> _WORK TO COMPLETE_: Present an exact copy of each line below.

(Stored records)
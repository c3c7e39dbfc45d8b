//! larder gateway entry point.
//!
//! Boots the offline cache gateway: load configuration, open the store,
//! drive the install/activate lifecycle, then serve intercepted fetches.
//! Logging goes to stderr as JSON.

use std::sync::Arc;

use anyhow::{Context, Result};
use tracing_subscriber::EnvFilter;
use url::Url;

use larder_client::{FetchClient, FetchConfig, Fetcher};
use larder_core::manifest::resolve_target;
use larder_core::policy::same_origin;
use larder_core::{AppConfig, GenerationStore, Manifest};

mod error;
mod gateway;
mod manager;
mod status;

/// Origins the gateway may fetch from besides the upstream: every manifest
/// entry's origin plus the configured extra allowances.
fn allowed_origins(config: &AppConfig, manifest: &Manifest, upstream: &Url) -> Result<Vec<Url>> {
    let mut allowed: Vec<Url> = Vec::new();

    for target in manifest.targets() {
        if !same_origin(target, upstream) && !allowed.iter().any(|o| same_origin(o, target)) {
            allowed.push(target.clone());
        }
    }

    for origin in &config.allow_origins {
        let url = Url::parse(origin).with_context(|| format!("invalid allow_origins entry: {origin}"))?;
        if !allowed.iter().any(|o| same_origin(o, &url)) {
            allowed.push(url);
        }
    }

    Ok(allowed)
}

#[tokio::main]
async fn main() -> Result<()> {
    tracing_subscriber::fmt()
        .with_env_filter(EnvFilter::from_default_env())
        .with_writer(std::io::stderr)
        .json()
        .init();

    let config = AppConfig::load().context("configuration")?;
    let upstream = config.upstream_url()?;
    let listen = config.listen_addr()?;
    let manifest = Manifest::resolve(&config.manifest, &upstream)?;
    let fallback = config
        .offline_fallback
        .as_deref()
        .map(|target| resolve_target(target, &upstream))
        .transpose()?;
    let allowed = allowed_origins(&config, &manifest, &upstream)?;

    tracing::info!(
        version = config.version,
        upstream = %upstream,
        manifest_targets = manifest.len(),
        "starting larder gateway"
    );

    let store = GenerationStore::open(&config.db_path).await?;

    let fetcher: Arc<dyn Fetcher> = Arc::new(FetchClient::new(FetchConfig {
        user_agent: config.user_agent.clone(),
        max_bytes: config.max_bytes,
        timeout: config.timeout(),
        max_redirects: config.max_redirects,
    })?);

    let manager = Arc::new(manager::Manager::new(
        store.clone(),
        fetcher.clone(),
        manifest,
        config.version.clone(),
    ));

    // Install and activate before binding: activation never races a fetch.
    manager.startup().await?;

    let state = gateway::GatewayState {
        manager,
        store,
        fetcher,
        upstream,
        allowed_origins: Arc::new(allowed),
        fallback,
    };

    let listener = tokio::net::TcpListener::bind(listen)
        .await
        .with_context(|| format!("binding {listen}"))?;
    tracing::info!(addr = %listen, "gateway listening");

    axum::serve(listener, gateway::router(state).into_make_service()).await?;

    Ok(())
}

> _YOUR RESPONSE_:
repository c3c7e39dbfc45d8b
//! larder gateway entry point.
//!
//! Boots the offline cache gateway: load configuration, open the store,
//! drive the install/activate lifecycle, then serve intercepted fetches.
//! Logging goes to stderr as JSON.

use std::sync::Arc;

use anyhow::{Context, Result};
use tracing_subscriber::EnvFilter;
use url::Url;

use larder_client::{FetchClient, FetchConfig, Fetcher};
use larder_core::manifest::resolve_target;
use larder_core::policy::same_origin;
use larder_core::{AppConfig, GenerationStore, Manifest};

mod error;
mod gateway;
mod manager;
mod status;

/// Origins the gateway may fetch from besides the upstream: every manifest
/// entry's origin plus the configured extra allowances.
fn allowed_origins(config: &AppConfig, manifest: &Manifest, upstream: &Url) -> Result<Vec<Url>> {
    let mut allowed: Vec<Url> = Vec::new();

    for target in manifest.targets() {
        if !same_origin(target, upstream) && !allowed.iter().any(|o| same_origin(o, target)) {
            allowed.push(target.clone());
        }
    }

    for origin in &config.allow_origins {
        let url = Url::parse(origin).with_context(|| format!("invalid allow_origins entry: {origin}"))?;
        if !allowed.iter().any(|o| same_origin(o, &url)) {
            allowed.push(url);
        }
    }

    Ok(allowed)
}

#[tokio::main]
async fn main() -> Result<()> {
    tracing_subscriber::fmt()
        .with_env_filter(EnvFilter::from_default_env())
        .with_writer(std::io::stderr)
        .json()
        .init();

    let config = AppConfig::load().context("configuration")?;
    let upstream = config.upstream_url()?;
    let listen = config.listen_addr()?;
    let manifest = Manifest::resolve(&config.manifest, &upstream)?;
    let fallback = config
        .offline_fallback
        .as_deref()
        .map(|target| resolve_target(target, &upstream))
        .transpose()?;
    let allowed = allowed_origins(&config, &manifest, &upstream)?;

    tracing::info!(
        version = config.version,
        upstream = %upstream,
        manifest_targets = manifest.len(),
        "starting larder gateway"
    );

    let store = GenerationStore::open(&config.db_path).await?;

    let fetcher: Arc<dyn Fetcher> = Arc::new(FetchClient::new(FetchConfig {
        user_agent: config.user_agent.clone(),
        max_bytes: config.max_bytes,
        timeout: config.timeout(),
        max_redirects: config.max_redirects,
    })?);

    let manager = Arc::new(manager::Manager::new(
        store.clone(),
        fetcher.clone(),
        manifest,
        config.version.clone(),
    ));

    // Install and activate before binding: activation never races a fetch.
    manager.startup().await?;

    let state = gateway::GatewayState {
        manager,
        store,
        fetcher,
        upstream,
        allowed_origins: Arc::new(allowed),
        fallback,
    };

    let listener = tokio::net::TcpListener::bind(listen)
        .await
        .with_context(|| format!("binding {listen}"))?;
    tracing::info!(addr = %listen, "gateway listening");

    axum::serve(listener, gateway::router(state).into_make_service()).await?;

    Ok(())
}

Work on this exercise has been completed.